Work order –
Up to and including the line that contains "No model provider is configured.", reproduce every line exactly, beginning with the first line below.

───── Provided entries

//! The completion client: persona, sampling profile and the request
//! plumbing around one chat exchange.

use bhaiya_model::{
    ErrorKind, GenerationProfile, ModelMessage, ModelProvider,
    ModelProviderError, ModelRequest,
};

use crate::conversation::Message;
use crate::model_client::ModelClient;
use crate::prompts;

const FALLBACK_TITLE_CHARS: usize = 30;

/// The error type of [`CompletionClient::complete`].
#[derive(Debug, thiserror::Error)]
pub enum CompletionError {
    /// No model provider is configured.
    #[error("no model provider is configured")]
    Unconfigured,
    /// The provider failed.
    #[error("model provider failed: {0}")]
    Provider(Box<dyn ModelProviderError>),
    /// The provider answered without any text.
    #[error("model returned an empty response")]
    EmptyResponse,
}

impl CompletionError {
    /// Returns the provider error kind, if the provider failed.
    pub fn provider_kind(&self) -> Option<ErrorKind> {
        match self {
            CompletionError::Provider(err) => Some(err.kind()),
            _ => None,
        }
    }
}

/// Exchanges user turns for model turns.
///
/// A client without a model provider is still usable: every request just
/// fails with [`CompletionError::Unconfigured`].
#[derive(Clone)]
pub struct CompletionClient {
    model_client: Option<ModelClient>,
    persona: String,
    profile: GenerationProfile,
}

impl CompletionClient {
    /// Creates a client with no model provider.
    #[inline]
    pub fn uninitialized() -> Self {
        Self {
            model_client: None,
            persona: prompts::PERSONA.to_owned(),
            profile: GenerationProfile::Default,
        }
    }

    /// Creates a client backed by `provider`.
    #[inline]
    pub fn with_model_provider<P: ModelProvider + 'static>(provider: P) -> Self {
        Self {
            model_client: Some(ModelClient::new(provider)),
            ..Self::uninitialized()
        }
    }

    /// Replaces the persona prompt.
    #[inline]
    pub fn with_persona<S: Into<String>>(mut self, persona: S) -> Self {
        self.persona = persona.into();
        self
    }

    /// Sets the sampling profile for chat completions.
    #[inline]
    pub fn with_profile(mut self, profile: GenerationProfile) -> Self {
        self.profile = profile;
        self
    }

    /// Returns `true` if a model provider is configured.
    #[inline]
    pub fn is_initialized(&self) -> bool {
        self.model_client.is_some()
    }

    /// Generates the reply to `prompt`, given the finalized messages before
    /// it. Text deltas are handed to `on_delta` while streaming.
    pub async fn complete(
        &self,
        history: &[Message],
        prompt: &str,
        on_delta: impl Fn(&str) + Send + 'static,
    ) -> Result<String, CompletionError> {
        let mut messages: Vec<ModelMessage> =
            history.iter().filter_map(Message::to_model_message).collect();
        messages.push(ModelMessage::User(prompt.to_owned()));
        let request = ModelRequest {
            system: Some(self.persona.clone()),
            messages,
            generation: self.profile.config(),
        };
        self.send(request, on_delta).await
    }

    /// Generates a short title for a conversation that starts with
    /// `first_message`. Never fails: any problem yields
    /// [`fallback_title`].
    pub async fn generate_title(&self, first_message: &str) -> String {
        let mut request =
            ModelRequest::single_turn(prompts::title_prompt(first_message));
        request.generation = GenerationProfile::Precise.config();

        match self.send(request, |_| {}).await {
            Ok(text) => match clean_title(&text) {
                Some(title) => title,
                None => fallback_title(first_message),
            },
            Err(err) => {
                debug!("title generation failed: {err}");
                fallback_title(first_message)
            }
        }
    }

    /// Sends a single-turn request with the given profile.
    pub(crate) async fn single_turn(
        &self,
        prompt: &str,
        profile: GenerationProfile,
    ) -> Result<String, CompletionError> {
        let mut request = ModelRequest::single_turn(prompt);
        request.generation = profile.config();
        self.send(request, |_| {}).await
    }

    async fn send(
        &self,
        request: ModelRequest,
        on_delta: impl Fn(&str) + Send + 'static,
    ) -> Result<String, CompletionError> {
        let Some(model_client) = &self.model_client else {
            return Err(CompletionError::Unconfigured);
        };
        let resp = model_client
            .send_request(request, on_delta)
            .await
            .map_err(CompletionError::Provider)?;
        if resp.text.trim().is_empty() {
            return Err(CompletionError::EmptyResponse);
        }
        Ok(resp.text)
    }
}

/// The title used when the model cannot come up with one: the first
/// characters of the message.
pub fn fallback_title(message: &str) -> String {
    let message = message.trim();
    let mut chars = message.char_indices();
    match chars.nth(FALLBACK_TITLE_CHARS) {
        Some((idx, _)) => format!("{}...", message[..idx].trim_end()),
        None => message.to_owned(),
    }
}

fn clean_title(raw: &str) -> Option<String> {
    let line = raw.lines().map(str::trim).find(|l| !l.is_empty())?;
    let line = line.strip_prefix("Title:").unwrap_or(line);
    let title = line
        .trim()
        .trim_matches(|c| matches!(c, '"' | '\'' | '*' | '#'))
        .trim()
        .trim_end_matches('.');
    (!title.is_empty()).then(|| title.to_owned())
}
use super::{Chunks, ChunksError};

#[derive(Debug, PartialEq, Eq)]
pub enum Error {
    ChunksError(ChunksError),
    InvalidPayload,
}

/// A reader of server-sent events over a chunk stream.
///
/// Only the `data` field is meaningful to us. Comment lines are skipped, and
/// multiple `data` lines of one event are joined with a line feed.
pub struct Sse {
    buf: String,
    chunks: Chunks,
    pending_bytes: Vec<u8>,
}

impl Sse {
    #[inline]
    pub fn new(chunks: Chunks) -> Self {
        Self {
            buf: String::new(),
            chunks,
            pending_bytes: Vec::new(),
        }
    }

    pub async fn next_event(&mut self) -> Result<Option<String>, Error> {
        loop {
            // Drain the buffered events before touching the network again.
            if let Some(event) = self.try_parse_event()? {
                return Ok(Some(event));
            }

            let Some(bytes) =
                self.chunks.next_chunk().await.map_err(Error::ChunksError)?
            else {
                // A trailing event without the blank line is incomplete and
                // gets dropped.
                return Ok(None);
            };
            self.push_bytes(&bytes)?;
        }
    }

    fn push_bytes(&mut self, bytes: &[u8]) -> Result<(), Error> {
        // A multi-byte character may straddle two chunks.
        self.pending_bytes.extend_from_slice(bytes);
        let valid_up_to = match str::from_utf8(&self.pending_bytes) {
            Ok(s) => s.len(),
            Err(err) if err.error_len().is_none() => err.valid_up_to(),
            Err(_) => return Err(Error::InvalidPayload),
        };
        let rest = self.pending_bytes.split_off(valid_up_to);
        let valid = std::mem::replace(&mut self.pending_bytes, rest);
        let valid =
            String::from_utf8(valid).map_err(|_| Error::InvalidPayload)?;
        self.buf.push_str(&valid);

        if self.buf.contains('\r') {
            // A lone `\r` at the end is kept until its `\n` arrives.
            self.buf = self.buf.replace("\r\n", "\n");
        }
        Ok(())
    }

    fn try_parse_event(&mut self) -> Result<Option<String>, Error> {
        // event         = *( comment / field ) end-of-line
        // comment       = colon *any-char end-of-line
        // field         = 1*name-char [ colon [ space ] *any-char ] end-of-line
        loop {
            let Some(eol_idx) = self.buf.find("\n\n") else {
                return Ok(None);
            };

            let mut data: Option<String> = None;
            for line in self.buf[0..eol_idx].lines() {
                if line.is_empty() || line.starts_with(':') {
                    continue;
                }
                let (name, value) = match line.split_once(':') {
                    Some((name, value)) => {
                        (name, value.strip_prefix(' ').unwrap_or(value))
                    }
                    None => (line, ""),
                };
                match name {
                    "data" => {
                        let data = data.get_or_insert_default();
                        if !data.is_empty() {
                            data.push('\n');
                        }
                        data.push_str(value);
                    }
                    "event" | "id" | "retry" => {}
                    _ => return Err(Error::InvalidPayload),
                }
            }

            // Consume the bytes from the buffer.
            self.buf.drain(0..eol_idx + 2);

            if data.is_some() {
                return Ok(data);
            }
        }
    }
}
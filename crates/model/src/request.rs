use crate::GenerationConfig;

/// A request to be sent to the model provider.
#[derive(Clone, Debug, PartialEq)]
pub struct ModelRequest {
    /// The system instructions, if any.
    pub system: Option<String>,
    /// The conversation turns, oldest first. Providers expect the last one
    /// to be a user turn.
    pub messages: Vec<ModelMessage>,
    /// Sampling controls for this request.
    pub generation: GenerationConfig,
}

impl ModelRequest {
    /// Creates a single-turn request with the default sampling controls.
    #[inline]
    pub fn single_turn<S: Into<String>>(prompt: S) -> Self {
        Self {
            system: None,
            messages: vec![ModelMessage::User(prompt.into())],
            generation: GenerationConfig::default(),
        }
    }
}

/// One turn of the conversation.
#[derive(Clone, Debug, PartialEq, Eq, Hash)]
pub enum ModelMessage {
    /// A user input text.
    User(String),
    /// A text previously generated by the model.
    Model(String),
}

impl ModelMessage {
    /// Returns the text of this turn.
    #[inline]
    pub fn text(&self) -> &str {
        match self {
            ModelMessage::User(text) | ModelMessage::Model(text) => text,
        }
    }
}
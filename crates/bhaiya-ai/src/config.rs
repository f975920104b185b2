use std::env;
use std::path::PathBuf;

use bhaiya_model::GenerationProfile;

const DATA_DIR_NAME: &str = ".bhaiya-ai";

/// Settings read from the environment at startup.
#[derive(Clone, Debug)]
pub struct AppConfig {
    pub api_key: Option<String>,
    pub model: Option<String>,
    pub base_url: Option<String>,
    pub data_dir: PathBuf,
    pub profile: GenerationProfile,
}

impl AppConfig {
    pub fn from_env() -> Self {
        Self::from_lookup(|key| env::var(key).ok())
    }

    fn from_lookup(lookup: impl Fn(&str) -> Option<String>) -> Self {
        let var = |key: &str| lookup(key).filter(|v| !v.trim().is_empty());

        let data_dir = var("BHAIYA_DATA_DIR")
            .map(PathBuf::from)
            .or_else(|| {
                var("HOME").map(|home| PathBuf::from(home).join(DATA_DIR_NAME))
            })
            .unwrap_or_else(|| PathBuf::from(DATA_DIR_NAME));
        let profile = match var("BHAIYA_PROFILE") {
            Some(name) => {
                GenerationProfile::from_name(&name).unwrap_or_else(|| {
                    warn!("unknown profile {name:?}, using the default one");
                    GenerationProfile::Default
                })
            }
            None => GenerationProfile::Default,
        };

        Self {
            api_key: var("GEMINI_API_KEY"),
            model: var("GEMINI_MODEL"),
            base_url: var("GEMINI_BASE_URL"),
            data_dir,
            profile,
        }
    }
}

#[cfg(test)]
mod tests {
    use std::collections::HashMap;

    use super::*;

    fn config_from(vars: &[(&str, &str)]) -> AppConfig {
        let vars: HashMap<String, String> = vars
            .iter()
            .map(|(k, v)| ((*k).to_owned(), (*v).to_owned()))
            .collect();
        AppConfig::from_lookup(|key| vars.get(key).cloned())
    }

    #[test]
    fn test_defaults() {
        let config = config_from(&[]);
        assert_eq!(config.api_key, None);
        assert_eq!(config.model, None);
        assert_eq!(config.data_dir, PathBuf::from(".bhaiya-ai"));
        assert_eq!(config.profile, GenerationProfile::Default);

        let config =
            config_from(&[("HOME", "/home/dev"), ("GEMINI_API_KEY", " ")]);
        assert_eq!(config.api_key, None);
        assert_eq!(config.data_dir, PathBuf::from("/home/dev/.bhaiya-ai"));
    }

    #[test]
    fn test_overrides() {
        let config = config_from(&[
            ("HOME", "/home/dev"),
            ("GEMINI_API_KEY", "secret"),
            ("GEMINI_MODEL", "gemini-1.5-flash"),
            ("BHAIYA_DATA_DIR", "/tmp/chats"),
            ("BHAIYA_PROFILE", "Creative"),
        ]);
        assert_eq!(config.api_key.as_deref(), Some("secret"));
        assert_eq!(config.model.as_deref(), Some("gemini-1.5-flash"));
        assert_eq!(config.data_dir, PathBuf::from("/tmp/chats"));
        assert_eq!(config.profile, GenerationProfile::Creative);

        let config = config_from(&[("BHAIYA_PROFILE", "wild")]);
        assert_eq!(config.profile, GenerationProfile::Default);
    }
}
use std::error::Error;

use crate::error::ErrorKind;
use crate::request::ModelRequest;
use crate::response::ModelResponse;

/// The error type for a model provider.
pub trait ModelProviderError: Error + Send + Sync + 'static {
    /// Returns the kind of this error.
    fn kind(&self) -> ErrorKind;
}

/// A type that represents a model provider, which is an entry for sampling
/// requests.
///
/// Once the provider is created, it should behave like a stateless object.
/// It can still have internal state, but callers should not rely on it,
/// and the provider should be prepared for being dropped anytime.
pub trait ModelProvider: Send + Sync {
    /// The error type that may be returned by the provider.
    type Error: ModelProviderError;

    /// The response type for this provider.
    type Response: ModelResponse<Error = Self::Error>;

    /// Sends a request to the model.
    fn send_request(
        &self,
        req: &ModelRequest,
    ) -> impl Future<Output = Result<Self::Response, Self::Error>> + Send + 'static;
}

──────────

Answer to this problem –
//! The completion client: persona, sampling profile and the request
//! plumbing around one chat exchange.

use bhaiya_model::{
    ErrorKind, GenerationProfile, ModelMessage, ModelProvider,
    ModelProviderError, ModelRequest,
};

use crate::conversation::Message;
use crate::model_client::ModelClient;
use crate::prompts;

const FALLBACK_TITLE_CHARS: usize = 30;

/// The error type of [`CompletionClient::complete`].
#[derive(Debug, thiserror::Error)]
pub enum CompletionError {
    /// No model provider is configured.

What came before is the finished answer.